Principal Manifolds For Data Visualization And Dimension Reduction Book Description:

The book starts with the quote of the classical Pearson definition of PCA and includes reviews of various methods: NLPCA, ICA, MDS, embedding and clustering algorithms, principal manifolds and SOM. New approaches to NLPCA, principal manifolds, branching principal components and topology preserving mappings are described. Presentation of algorithms is supplemented by case studies.
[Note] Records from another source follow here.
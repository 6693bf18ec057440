// Process-wide game state: the player registry, the waiting pool, live rooms and the timer
// queue. Owned by a single task; every command and timer runs to completion on it.

use crate::domain::{GameTuning, Player, PlayerId, RoomId, RoomStatus, Team};
use crate::use_cases::actions;
use crate::use_cases::registry::{PlayerRegistry, WaitingPool};
use crate::use_cases::room::{Room, RoomCtx};
use crate::use_cases::scheduler::{Scheduler, Timer, TimerKey};
use crate::use_cases::shop;
use crate::use_cases::tick;
use crate::use_cases::types::{
    ActionError, ArenaCommand, ClientAction, Outbox, RoomSummary, ServerEvent,
};
use rand::{Rng, SeedableRng};
use rand_chacha::ChaCha8Rng;
use std::collections::HashMap;
use tracing::{debug, info};

pub struct Arena {
    tuning: GameTuning,
    players: PlayerRegistry,
    waiting: WaitingPool,
    rooms: HashMap<RoomId, Room>,
    /// Which room a player sits in; a player is in at most one.
    memberships: HashMap<PlayerId, RoomId>,
    scheduler: Scheduler,
    rng: ChaCha8Rng,
    room_seq: u64,
}

impl Arena {
    /// `seed` makes names and shop draws reproducible.
    pub fn new(mut tuning: GameTuning, seed: Option<u64>) -> Self {
        tuning.matches.max_players = tuning.matches.max_players.clamp(1, Team::COUNT);
        tuning.matches.tick_interval_ms = tuning.matches.tick_interval_ms.max(1);
        let rng = match seed {
            Some(seed) => ChaCha8Rng::seed_from_u64(seed),
            None => ChaCha8Rng::from_entropy(),
        };

        Self {
            tuning,
            players: PlayerRegistry::default(),
            waiting: WaitingPool::default(),
            rooms: HashMap::new(),
            memberships: HashMap::new(),
            scheduler: Scheduler::new(),
            rng,
            room_seq: 0,
        }
    }

    pub fn tuning(&self) -> &GameTuning {
        &self.tuning
    }

    pub fn handle_command(&mut self, command: ArenaCommand, now_ms: u64) -> Outbox {
        let mut outbox = Outbox::default();
        match command {
            ArenaCommand::Connect { player_id } => self.connect(player_id, now_ms, &mut outbox),
            ArenaCommand::Disconnect { player_id } => {
                self.disconnect(player_id, now_ms, &mut outbox)
            }
            ArenaCommand::Action { player_id, action } => {
                self.handle_action(player_id, action, now_ms, &mut outbox)
            }
            ArenaCommand::ListRooms { reply } => {
                // The requester may have given up; nothing to do then.
                let _ = reply.send(self.room_summaries());
            }
        }
        outbox
    }

    /// Earliest pending timer deadline, if any.
    pub fn next_deadline(&self) -> Option<u64> {
        self.scheduler.next_deadline()
    }

    /// Runs every timer due at or before `now_ms`, in deadline order.
    pub fn fire_due(&mut self, now_ms: u64) -> Outbox {
        let mut outbox = Outbox::default();
        while let Some((key, timer)) = self.scheduler.pop_due(now_ms) {
            self.fire(key, timer, now_ms, &mut outbox);
        }
        outbox
    }

    fn connect(&mut self, player_id: PlayerId, now_ms: u64, outbox: &mut Outbox) {
        if self.players.contains(player_id) {
            debug!(player_id = %player_id, "duplicate connect ignored");
            return;
        }

        let name = format!("Player{}", self.rng.gen_range(0..1000));
        info!(player_id = %player_id, name = %name, "player connected");
        self.players
            .insert(Player::new(player_id, name, &self.tuning.player));
        self.waiting.push(player_id);
        self.fill_rooms(now_ms, outbox);
    }

    fn disconnect(&mut self, player_id: PlayerId, now_ms: u64, outbox: &mut Outbox) {
        self.waiting.remove(player_id);

        if let Some(room_id) = self.memberships.remove(&player_id) {
            let emptied = self.with_room(&room_id, now_ms, outbox, |room, ctx| {
                room.drop_cube(ctx.outbox, player_id);
                room.remove_member(player_id);
                ctx.outbox.broadcast(
                    &room.members,
                    ServerEvent::PlayerDisconnected { player_id },
                );
                if room.members.is_empty() {
                    return true;
                }
                // The leaver may have been the last one holding up selection.
                if room.status == RoomStatus::Selection
                    && room.all_ready(ctx.players)
                {
                    room.start_game(ctx);
                }
                false
            });
            if emptied == Some(true) {
                self.teardown_room(&room_id, now_ms, outbox);
            }
        }

        if self.players.remove(player_id).is_some() {
            info!(player_id = %player_id, "player disconnected");
        }
    }

    fn handle_action(
        &mut self,
        player_id: PlayerId,
        action: ClientAction,
        now_ms: u64,
        outbox: &mut Outbox,
    ) {
        let name = action.name();
        let result = match action {
            ClientAction::SelectClass { class, ability } => {
                self.in_room(player_id, now_ms, outbox, |room, ctx| {
                    actions::select_class(room, ctx, player_id, &class, &ability)
                })
            }
            ClientAction::Move { x, y } => self.in_room(player_id, now_ms, outbox, |room, ctx| {
                actions::move_player(room, ctx, player_id, x, y)
            }),
            ClientAction::Shoot { angle } => {
                self.in_room(player_id, now_ms, outbox, |room, ctx| {
                    actions::shoot(room, ctx, player_id, angle)
                })
            }
            ClientAction::UseAbility { target } => {
                self.in_room(player_id, now_ms, outbox, |room, ctx| {
                    actions::use_ability(room, ctx, player_id, target)
                })
            }
            ClientAction::InteractWithCube => {
                self.in_room(player_id, now_ms, outbox, |room, ctx| {
                    actions::interact_with_cube(room, ctx, player_id)
                })
            }
            ClientAction::BuyItem { item_id } => self.buy_item(player_id, &item_id, outbox),
            ClientAction::RequestShopData => match self.players.get(player_id) {
                Some(player) => {
                    outbox.send(player_id, shop::shop_data(player));
                    Ok(())
                }
                None => Err(ActionError::UnknownPlayer),
            },
            ClientAction::UpdateControls { controls } => {
                actions::update_controls(&mut self.players, player_id, controls)
            }
        };

        if let Err(err) = result {
            match err.client_message() {
                Some(message) => outbox.send(
                    player_id,
                    ServerEvent::Error {
                        message: message.to_string(),
                    },
                ),
                None => debug!(player_id = %player_id, action = name, ?err, "action rejected"),
            }
        }
    }

    fn buy_item(
        &mut self,
        player_id: PlayerId,
        item_id: &str,
        outbox: &mut Outbox,
    ) -> Result<(), ActionError> {
        let player = self
            .players
            .get_mut(player_id)
            .ok_or(ActionError::UnknownPlayer)?;
        let purchase = shop::buy_item(player, item_id, &mut self.rng)?;
        info!(player_id = %player_id, item_id, ?purchase, coins = player.coins, "item bought");
        outbox.send(player_id, shop::shop_data(player));
        Ok(())
    }

    fn fire(&mut self, key: TimerKey, timer: Timer, now_ms: u64, outbox: &mut Outbox) {
        match timer {
            Timer::SelectionTimeout(room_id) => {
                self.with_room(&room_id, now_ms, outbox, |room, ctx| {
                    tick::on_selection_timeout(room, ctx, key)
                });
            }
            Timer::RoomTick(room_id) => {
                self.with_room(&room_id, now_ms, outbox, |room, ctx| {
                    tick::on_room_tick(room, ctx, key)
                });
            }
            Timer::Respawn { room_id, player_id } => {
                self.with_room(&room_id, now_ms, outbox, |room, ctx| {
                    tick::respawn_player(room, ctx, player_id)
                });
            }
            Timer::StealthExpiry { room_id, player_id } => {
                self.with_room(&room_id, now_ms, outbox, |room, ctx| {
                    tick::expire_stealth(room, ctx, player_id)
                });
            }
            Timer::RoomTeardown(room_id) => {
                let current = self
                    .rooms
                    .get(&room_id)
                    .is_some_and(|room| room.teardown_timer == Some(key));
                if current {
                    self.teardown_room(&room_id, now_ms, outbox);
                }
            }
        }
    }

    /// Opens rooms from the front of the waiting pool while enough players are queued.
    fn fill_rooms(&mut self, now_ms: u64, outbox: &mut Outbox) {
        let max_players = self.tuning.matches.max_players;
        while self.waiting.len() >= max_players {
            let pooled = self.waiting.take(max_players);
            self.room_seq += 1;
            let room_id = RoomId::from(format!("room_{}", self.room_seq));
            let mut room = Room::new(room_id.clone(), &self.tuning);

            let mut ctx = RoomCtx {
                tuning: &self.tuning,
                players: &mut self.players,
                scheduler: &mut self.scheduler,
                outbox: &mut *outbox,
                now_ms,
            };
            room.admit(&mut ctx, pooled);

            for member in &room.members {
                self.memberships.insert(*member, room_id.clone());
            }
            self.rooms.insert(room_id, room);
        }
    }

    /// Removes a room with all its timers and sends its remaining players back to the pool.
    fn teardown_room(&mut self, room_id: &RoomId, now_ms: u64, outbox: &mut Outbox) {
        let Some(room) = self.rooms.remove(room_id) else {
            return;
        };
        let cancelled = self.scheduler.cancel_room(room_id);

        let mut requeued = 0;
        for member in room.members {
            self.memberships.remove(&member);
            if let Some(player) = self.players.get_mut(member) {
                player.reset_match_state(&self.tuning.player);
                self.waiting.push(member);
                requeued += 1;
            }
        }
        info!(room_id = %room_id, cancelled, requeued, "room torn down");

        self.fill_rooms(now_ms, outbox);
    }

    fn with_room<R>(
        &mut self,
        room_id: &RoomId,
        now_ms: u64,
        outbox: &mut Outbox,
        f: impl FnOnce(&mut Room, &mut RoomCtx<'_>) -> R,
    ) -> Option<R> {
        let room = self.rooms.get_mut(room_id)?;
        let mut ctx = RoomCtx {
            tuning: &self.tuning,
            players: &mut self.players,
            scheduler: &mut self.scheduler,
            outbox,
            now_ms,
        };
        Some(f(room, &mut ctx))
    }

    fn in_room(
        &mut self,
        player_id: PlayerId,
        now_ms: u64,
        outbox: &mut Outbox,
        f: impl FnOnce(&mut Room, &mut RoomCtx<'_>) -> Result<(), ActionError>,
    ) -> Result<(), ActionError> {
        if !self.players.contains(player_id) {
            return Err(ActionError::UnknownPlayer);
        }
        let room_id = self
            .memberships
            .get(&player_id)
            .cloned()
            .ok_or(ActionError::NotInRoom)?;
        self.with_room(&room_id, now_ms, outbox, f)
            .unwrap_or(Err(ActionError::NotInRoom))
    }

    pub fn room_summaries(&self) -> Vec<RoomSummary> {
        let mut summaries: Vec<RoomSummary> = self.rooms.values().map(Room::summary).collect();
        summaries.sort_by(|a, b| a.room_id.as_str().cmp(b.room_id.as_str()));
        summaries
    }

    pub fn player(&self, player_id: PlayerId) -> Option<&Player> {
        self.players.get(player_id)
    }

    pub fn room(&self, room_id: &RoomId) -> Option<&Room> {
        self.rooms.get(room_id)
    }

    pub fn room_of(&self, player_id: PlayerId) -> Option<&Room> {
        self.memberships
            .get(&player_id)
            .and_then(|room_id| self.rooms.get(room_id))
    }

    pub fn waiting_len(&self) -> usize {
        self.waiting.len()
    }

    pub fn room_count(&self) -> usize {
        self.rooms.len()
    }
}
The volume ends with a tutorial PCA deciphers genome.

Biological Data Mining In Protein Interaction Networks PDF Download

Biological Data Mining in Protein Interaction Networks PDF
Author: Li, Xiao-Li
Publisher: IGI Global
ISBN: 1605663999
Size: 45.62 MB
Format: PDF, ePub
Category : Technology & Engineering
Languages : en
Pages : 450
View: 2128

Get Book

Biological Data Mining In Protein Interaction Networks Book Description:

"The goal of this book is to disseminate research results and best practices from cross-disciplinary researchers and practitioners interested in, and working on bioinformatics, data mining, and proteomics"--Provided by publisher.